# Part 2: Deploy a simple ML model - Further step configuration

## Import libraries

In [None]:
import craft_ai_sdk
import dotenv
import os
import pandas as pd
from sklearn import datasets

## Load environnement variables

In [None]:
dotenv.load_dotenv()

SDK_TOKEN = os.environ["CRAFT_AI_ACCESS_TOKEN"]
ENVIRONMENT_URL = os.environ["CRAFT_AI_ENVIRONMENT_URL"]

## SDK instantiation

In [None]:
sdk = craft_ai_sdk.CraftAiSdk(sdk_token=SDK_TOKEN, environment_url=ENVIRONMENT_URL)

## Clean Previous part

We can start by cleaning the objects we created in the hello world use case.

To do so we can simply use `delete_pipeline` and `delete_step` functions of the sdk. 

/!\ The order in which you call these functions is important since you can't delete a step that is used in the in a pipeline.

<u>Tips</u> : you can also use directly the `delete_step` function with the argument `force_dependents_deletion` passed to `True`. It will delete everything linked to the step as well.

In [None]:
sdk.delete_pipeline(pipeline_name="part-1-hello-world")
sdk.delete_step(step_name="part-1-hello-world")

## Upload dataset to Data Store

This use case uses the famous Iris dataset.

With the Craft.AI platform, your environment comes with computational resources and file storage. That's what we call the **data store**.

You can upload and download files and organize them using the SDK.

We will start by uploading this dataset to the data store using the `upload_data_store_object` function of the sdk. 
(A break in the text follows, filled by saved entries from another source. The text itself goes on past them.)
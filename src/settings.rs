use std::fmt;

use crate::consts;

/// Trait implemented by all types representing a 2D resolution.
pub trait Resolution {
    /// Gets the width.
    fn w(&self) -> u32;

    /// Gets the height.
    fn h(&self) -> u32;

    /// Size in bytes of one raw 16-bit frame with this resolution.
    fn depth_frame_size(&self) -> usize {
        self.w() as usize * self.h() as usize * consts::DEPTH_SAMPLE_SIZE
    }
}

#[derive(Debug, Clone, Copy, PartialEq, Eq)]
/// The stream a resolution entry belongs to.
pub enum StreamKind {
    Color,
    Depth,
}

impl fmt::Display for StreamKind {
    fn fmt(&self, f: &mut fmt::Formatter<'_>) -> fmt::Result {
        match self {
            Self::Color => f.write_str("color"),
            Self::Depth => f.write_str("depth"),
        }
    }
}

#[repr(u8)]
#[derive(Debug, Clone, Copy, Default, PartialEq, Eq, int_enum::IntEnum)]
/// Pixel format of a stream.
pub enum StreamFormat {
    #[default]
    /// Packed YUV 4:2:2
    Yuyv = 0,
    /// Motion JPEG
    Mjpg = 1,
}

impl fmt::Display for StreamFormat {
    fn fmt(&self, f: &mut fmt::Formatter<'_>) -> fmt::Result {
        match self {
            Self::Yuyv => f.write_str("YUYV"),
            Self::Mjpg => f.write_str("MJPG"),
        }
    }
}

#[derive(Debug, Clone, PartialEq, Eq)]
/// One supported resolution of a color or depth stream.
pub struct StreamInfo {
    /// Dense index within its catalog, used by `InitParams`.
    pub index: usize,
    pub width: u32,
    pub height: u32,
    pub format: StreamFormat,
    /// Position in the list reported by the driver. Empty slots are skipped,
    /// so this can differ from `index`.
    pub(crate) slot: usize,
}

impl Resolution for StreamInfo {
    fn w(&self) -> u32 {
        self.width
    }

    fn h(&self) -> u32 {
        self.height
    }
}

impl fmt::Display for StreamInfo {
    fn fmt(&self, f: &mut fmt::Formatter<'_>) -> fmt::Result {
        write!(f, "{}x{} {}", self.width, self.height, self.format)
    }
}

#[derive(Debug, Clone, PartialEq, Eq)]
/// Snapshot of one enumerated device. Indices are only valid until the next enumeration.
pub struct DeviceInfo {
    pub index: u32,
    pub name: String,
    pub device_type: i32,
    pub vid: u16,
    pub pid: u16,
    pub chip_id: i32,
    pub fw_version: String,
}

impl fmt::Display for DeviceInfo {
    fn fmt(&self, f: &mut fmt::Formatter<'_>) -> fmt::Result {
        write!(
            f,
            "{}, {:#06X}:{:#06X}, chip: {}, firmware: {}",
            self.name, self.vid, self.pid, self.chip_id, self.fw_version
        )
    }
}

#[repr(i32)]
#[derive(Debug, Clone, Copy, Default, PartialEq, Eq, int_enum::IntEnum)]
/// Output representation requested for depth images.
pub enum DepthMode {
    #[default]
    /// Color-mapped depth
    Colorful = 0,
    /// 8-bit grayscale depth
    Gray = 1,
    /// Raw 16-bit samples
    Raw16 = 2,
}

#[repr(i32)]
#[derive(Debug, Clone, Copy, Default, PartialEq, Eq, int_enum::IntEnum)]
/// Width of a register address.
pub enum AddressWidth {
    #[default]
    OneByte = 0x01,
    TwoBytes = 0x02,
}

#[derive(Debug, Clone, Copy, PartialEq, Eq, Hash)]
/// Register space targeted by a register read or write.
pub enum RegisterSpace {
    /// Image sensor register, `id` is the sensor's I2C slave id.
    Sensor { id: i32 },
    /// ASIC hardware register.
    Hardware,
    /// Firmware register.
    Firmware,
}

#[derive(Debug, Clone, PartialEq, Eq)]
/// Parameters used to open a device.
///
/// Negative indices and intensities mean "keep the current value",
/// a non-positive framerate means "keep the default".
pub struct InitParams {
    pub dev_index: u32,
    pub color_info_index: i32,
    pub depth_info_index: i32,
    pub framerate: i32,
    pub state_ae: bool,
    pub state_awb: bool,
    pub ir_intensity: i32,
    pub depth_mode: DepthMode,
    /// Raw depth data type pushed to the driver. Validated on open.
    pub depth_data_type: i32,
}

impl Default for InitParams {
    fn default() -> Self {
        Self::new(0)
    }
}

impl InitParams {
    pub fn new(dev_index: u32) -> Self {
        Self {
            dev_index,
            color_info_index: -1,
            depth_info_index: -1,
            framerate: -1,
            state_ae: true,
            state_awb: true,
            ir_intensity: -1,
            depth_mode: DepthMode::default(),
            depth_data_type: consts::DEFAULT_DEPTH_DATA_TYPE,
        }
    }

    pub fn with_color_info_index(mut self, index: i32) -> Self {
        self.color_info_index = index;
        self
    }

    pub fn with_depth_info_index(mut self, index: i32) -> Self {
        self.depth_info_index = index;
        self
    }

    pub fn with_framerate(mut self, framerate: i32) -> Self {
        self.framerate = framerate;
        self
    }

    pub fn with_auto_exposure(mut self, enabled: bool) -> Self {
        self.state_ae = enabled;
        self
    }

    pub fn with_auto_white_balance(mut self, enabled: bool) -> Self {
        self.state_awb = enabled;
        self
    }

    pub fn with_ir_intensity(mut self, intensity: i32) -> Self {
        self.ir_intensity = intensity;
        self
    }

    pub fn with_depth_mode(mut self, mode: DepthMode) -> Self {
        self.depth_mode = mode;
        self
    }

    pub fn with_depth_data_type(mut self, data_type: i32) -> Self {
        self.depth_data_type = data_type;
        self
    }
}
You have to pass two arguments:
- `filepath_or_buffer` : path of the file to be uploaded or a file-like object
- `object_path_in_datastore`: path to save the file to

You can find further information in the SDK documentation.

In [None]:
iris = datasets.load_iris(as_frame=True)
iris_df = pd.concat([iris.data, iris.target], axis=1)
iris_df.to_parquet("iris.parquet")

sdk.upload_data_store_object(
    filepath_or_buffer="iris.parquet",
    object_path_in_datastore="get_started/dataset/iris.parquet",
)

os.remove("iris.parquet")

We can also check all the objects contained in the datastore using the `list_data_store_objects` function.

In [None]:
sdk.list_data_store_objects()

And get information about a specific item with the `get_data_store_object_information` function.

In [None]:
sdk.get_data_store_object_information("get_started/dataset/iris.parquet")
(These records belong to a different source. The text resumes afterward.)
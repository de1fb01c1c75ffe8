use depthcam_rs::{
    cam::DepthCam,
    consts,
    driver::FrameKind,
    session::FeatureState,
    settings::{AddressWidth, InitParams, RegisterSpace, StreamFormat},
    sim::{Delivery, SimController, SimDevice, SimDriver},
    CamError,
};

fn sim_cam() -> (DepthCam<SimDriver>, SimController) {
    let driver = SimDriver::new();
    let controller = driver.controller();

    (DepthCam::new(driver), controller)
}

/// Depth frame of `width` x `height` with `value` at the center pixel and zeroes elsewhere.
fn frame_with_center(width: usize, height: usize, value: u16) -> Vec<u8> {
    let mut data = vec![0u8; width * height * 2];
    let index = ((height / 2) * width + width / 2) * 2;
    data[index..index + 2].copy_from_slice(&value.to_le_bytes());
    data
}

#[test]
fn devices_without_firmware_version_are_skipped() {
    let broken = SimDevice {
        fw_version: None,
        ..SimDevice::default()
    };
    let driver = SimDriver::with_devices(
        vec![SimDevice::default(), broken, SimDevice::default()],
        Delivery::Manual,
    );
    let mut cam = DepthCam::new(driver);

    let devices = cam.get_devices();

    assert_eq!(devices.iter().map(|d| d.index).collect::<Vec<_>>(), [0, 2]);
    assert_eq!(devices[0].fw_version, "SIM-D1000-1.0.0");
}

#[test]
fn resolutions_are_dense_and_positive() {
    let (mut cam, _) = sim_cam();

    let (color, depth) = cam.get_resolutions(0);

    assert_eq!(color.len(), 6);
    assert_eq!(depth.len(), 3);
    for infos in [&color, &depth] {
        assert!(infos.iter().all(|info| info.width > 0));
        assert!(infos.iter().enumerate().all(|(i, info)| info.index == i));
    }
    assert_eq!((color[4].width, color[4].height, color[4].format), (1280, 720, StreamFormat::Mjpg));
    assert_eq!((depth[1].width, depth[1].height), (640, 480));
}

#[test]
fn unknown_device_has_no_resolutions() {
    let (mut cam, _) = sim_cam();

    let (color, depth) = cam.get_resolutions(5);

    assert!(color.is_empty());
    assert!(depth.is_empty());
}

#[test]
fn is_opened_follows_the_lifecycle() {
    let (mut cam, controller) = sim_cam();
    assert!(!cam.is_opened());

    cam.open(&InitParams::new(0)).unwrap();
    assert!(cam.is_opened());
    assert!(controller.is_streaming());

    cam.close();
    assert!(!cam.is_opened());
    assert!(!controller.is_streaming());

    cam.close();
    assert!(!cam.is_opened());
}

#[test]
fn failed_open_leaves_the_camera_closed() {
    let (mut cam, controller) = sim_cam();
    controller.fail_open(true);

    let err = cam.open(&InitParams::new(0)).unwrap_err();

    assert!(matches!(err, CamError::OpenFailed { dev_index: 0 }));
    assert!(!cam.is_opened());
    assert!(matches!(cam.retrieve_depth(), Err(CamError::NotOpened)));

    controller.fail_open(false);
    cam.open(&InitParams::new(0)).unwrap();
    assert!(cam.is_opened());
}

#[test]
fn unsupported_depth_data_type_is_a_configuration_error() {
    let (mut cam, controller) = sim_cam();

    let err = cam
        .open(&InitParams::new(0).with_depth_data_type(3))
        .unwrap_err();

    assert!(matches!(err, CamError::UnsupportedDepthDataType { data_type: 3 }));
    assert!(err.is_configuration());
    assert!(!cam.is_opened());
    assert_eq!(controller.open_count(), 0);
}

#[test]
fn out_of_range_resolution_index_is_a_configuration_error() {
    let (mut cam, controller) = sim_cam();

    let err = cam
        .open(&InitParams::new(0).with_depth_info_index(3))
        .unwrap_err();

    assert!(matches!(
        err,
        CamError::InvalidResolutionIndex { index: 3, available: 3, .. }
    ));
    assert!(!cam.is_opened());
    assert_eq!(controller.open_count(), 0);
}

#[test]
fn retrieve_depth_requires_an_open_camera_and_a_frame() {
    let (mut cam, controller) = sim_cam();
    assert!(matches!(cam.retrieve_depth(), Err(CamError::NotOpened)));

    cam.open(&InitParams::new(0)).unwrap();
    assert!(matches!(cam.retrieve_depth(), Err(CamError::NoFrame)));

    controller.deliver_raw(FrameKind::ColorYuy2 as i32, &[0; 16]);
    assert!(matches!(cam.retrieve_depth(), Err(CamError::NoFrame)));
    assert_eq!(cam.min_depth(), None);
}

#[test]
fn open_with_scenario_parameters() {
    let (mut cam, controller) = sim_cam();
    let params = InitParams::new(0)
        .with_color_info_index(4)
        .with_depth_info_index(1)
        .with_ir_intensity(3);

    cam.open(&params).unwrap();

    let (color, depth) = cam.streams().unwrap();
    assert_eq!((color.width, color.height, color.format), (1280, 720, StreamFormat::Mjpg));
    assert_eq!((depth.width, depth.height), (640, 480));
    assert_eq!(cam.framerate(), consts::DEFAULT_FRAMERATE);

    let request = controller.last_request().unwrap();
    assert_eq!(request.color_slot, 5);
    assert_eq!(request.depth_slot, 1);
    assert_eq!(request.depth_switch, consts::open::DEPTH_STREAM_SWITCH);
    assert_eq!(
        controller.register(0, RegisterSpace::Firmware, consts::register::IR_INTENSITY),
        Some(3)
    );
    assert_eq!(controller.depth_data_type(0), Some(consts::DEFAULT_DEPTH_DATA_TYPE));
    assert_eq!(cam.depth_data_type(), consts::DEFAULT_DEPTH_DATA_TYPE);

    assert!(controller.deliver_depth(&frame_with_center(640, 480, 0x1234)));

    let sample = cam.retrieve_depth().unwrap();
    assert_eq!(sample.value, 0x1234);
    assert_eq!(sample.frame_count, 1);
    assert_eq!(cam.min_depth(), Some(0x1234));
}

#[test]
fn negative_indices_keep_the_bound_resolution() {
    let (mut cam, controller) = sim_cam();

    cam.open(&InitParams::new(0).with_depth_info_index(2).with_framerate(15))
        .unwrap();
    cam.close();

    cam.open(&InitParams::new(0)).unwrap();

    let (color, depth) = cam.streams().unwrap();
    assert_eq!(color.index, 0);
    assert_eq!((depth.width, depth.height), (320, 240));
    assert_eq!(controller.last_request().unwrap().depth_slot, 2);
    assert_eq!(cam.framerate(), 15);
}

#[test]
fn reopen_with_other_resolution_drops_the_old_frame() {
    let (mut cam, controller) = sim_cam();

    cam.open(&InitParams::new(0).with_depth_info_index(2)).unwrap();
    controller.deliver_depth_value(700);
    assert_eq!(cam.retrieve_depth().unwrap().value, 700);

    cam.open(&InitParams::new(0).with_depth_info_index(1)).unwrap();
    assert!(matches!(cam.retrieve_depth(), Err(CamError::NoFrame)));

    controller.deliver_depth(&frame_with_center(320, 240, 1));
    assert!(matches!(cam.retrieve_depth(), Err(CamError::NoFrame)));

    controller.deliver_depth(&frame_with_center(640, 480, 900));
    assert_eq!(cam.retrieve_depth().unwrap().value, 900);
    assert_eq!(controller.open_count(), 2);
}

#[test]
fn close_releases_the_frame() {
    let (mut cam, controller) = sim_cam();

    cam.open(&InitParams::new(0)).unwrap();
    controller.deliver_depth_value(42);
    cam.close();

    assert!(!controller.deliver_depth_value(42));

    cam.open(&InitParams::new(0)).unwrap();
    assert!(matches!(cam.retrieve_depth(), Err(CamError::NoFrame)));
}

#[test]
fn last_depth_is_forgotten_on_close() {
    let (mut cam, controller) = sim_cam();

    cam.open(&InitParams::new(0)).unwrap();
    controller.deliver_depth_value(777);
    assert_eq!(cam.retrieve_depth().unwrap().value, 777);
    assert_eq!(cam.min_depth(), Some(777));

    cam.close();
    assert_eq!(cam.min_depth(), None);

    cam.open(&InitParams::new(0)).unwrap();
    assert!(matches!(cam.retrieve_depth(), Err(CamError::NoFrame)));
    assert_eq!(cam.min_depth(), None);
}

#[test]
fn listing_another_device_keeps_the_open_streams() {
    let small = SimDevice {
        color: vec![SimDevice::default().color[6]],
        depth: vec![SimDevice::default().depth[2]],
        ..SimDevice::default()
    };
    let driver = SimDriver::with_devices(vec![SimDevice::default(), small], Delivery::Manual);
    let mut cam = DepthCam::new(driver);

    cam.open(&InitParams::new(0).with_depth_info_index(1)).unwrap();

    let (color, depth) = cam.get_resolutions(1);
    assert_eq!(color.len(), 1);
    assert_eq!((depth[0].width, depth[0].height), (320, 240));

    assert!(cam.is_opened());
    let (color, depth) = cam.streams().unwrap();
    assert_eq!((color.width, color.height, color.format), (2560, 720, StreamFormat::Mjpg));
    assert_eq!((depth.width, depth.height), (640, 480));

    cam.open(&InitParams::new(1).with_color_info_index(0).with_depth_info_index(0))
        .unwrap();
    let (color, depth) = cam.streams().unwrap();
    assert_eq!((color.width, color.height), (640, 480));
    assert_eq!((depth.width, depth.height), (320, 240));
}

#[test]
fn catalog_is_refreshed_for_another_device() {
    let small = SimDevice {
        depth: vec![SimDevice::default().depth[2]],
        ..SimDevice::default()
    };
    let driver = SimDriver::with_devices(vec![SimDevice::default(), small], Delivery::Manual);
    let controller = driver.controller();
    let mut cam = DepthCam::new(driver);

    cam.get_resolutions(0);
    cam.open(&InitParams::new(1)).unwrap();

    let (_, depth) = cam.streams().unwrap();
    assert_eq!((depth.width, depth.height), (320, 240));
    assert_eq!(controller.streaming_device(), Some(1));
}

#[test]
fn best_effort_failures_do_not_abort_open() {
    let (mut cam, controller) = sim_cam();
    controller.fail_auto_exposure(true);
    controller.fail_registers(true);

    cam.open(&InitParams::new(0).with_ir_intensity(4)).unwrap();

    let status = cam.feature_status();
    assert!(cam.is_opened());
    assert!(status.is_degraded());
    assert_eq!(status.auto_exposure, FeatureState::Failed);
    assert_eq!(status.auto_white_balance, FeatureState::Applied);
    assert_eq!(status.ir_intensity, FeatureState::Failed);

    controller.fail_auto_exposure(false);
    cam.set_auto_exposure(false).unwrap();
    assert_eq!(cam.feature_status().auto_exposure, FeatureState::Applied);
}

#[test]
fn ir_intensity_is_untouched_when_negative() {
    let (mut cam, controller) = sim_cam();

    cam.open(&InitParams::new(0)).unwrap();

    assert_eq!(cam.feature_status().ir_intensity, FeatureState::Untouched);
    assert_eq!(
        controller.register(0, RegisterSpace::Firmware, consts::register::IR_INTENSITY),
        None
    );
}

#[test]
fn registers_require_an_open_camera() {
    let (mut cam, controller) = sim_cam();
    let sensor = RegisterSpace::Sensor { id: 0x20 };

    assert!(matches!(
        cam.read_register(RegisterSpace::Hardware, 0xF1, AddressWidth::OneByte),
        Err(CamError::NotOpened)
    ));
    assert!(matches!(
        cam.write_register(sensor, 0x3012, 7, AddressWidth::TwoBytes),
        Err(CamError::NotOpened)
    ));
    assert!(matches!(cam.set_ir_intensity(2), Err(CamError::NotOpened)));

    cam.open(&InitParams::new(0)).unwrap();
    cam.write_register(sensor, 0x3012, 7, AddressWidth::TwoBytes).unwrap();
    assert_eq!(cam.read_register(sensor, 0x3012, AddressWidth::TwoBytes).unwrap(), 7);

    controller.fail_registers(true);
    assert!(matches!(
        cam.read_register(sensor, 0x3012, AddressWidth::TwoBytes),
        Err(CamError::RegisterAccess { address: 0x3012 })
    ));
}

#[test]
fn dropping_the_camera_closes_the_device() {
    let (mut cam, controller) = sim_cam();
    cam.open(&InitParams::new(0)).unwrap();

    drop(cam);

    assert!(!controller.is_streaming());
}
## Step creation with the SDK

### Create a step

Now, it's time to create the **step** embedding our code. 

We will do exactly what we have done previously in the *Hello_world* section, but this time we will use more advanced options.

The argument `container_config` can contain many things to parametrize our step. Here we will focus on two specific parameters:
- `included_folders`: sometimes you may not need tp include all the files of your preject repository in your step. You can then specify the files and folder(s) to be included to prevent the step from accessing all code available in the repository. Here we only want to include the `src` folder.
- `requirements_path`: in order for our `requirements.txt` file to be taken into account and therefore to onboard all necessary librairies in the step, we add the path of this file in the `container_config`.

You can find further information and configuration settings in the SDK documentation.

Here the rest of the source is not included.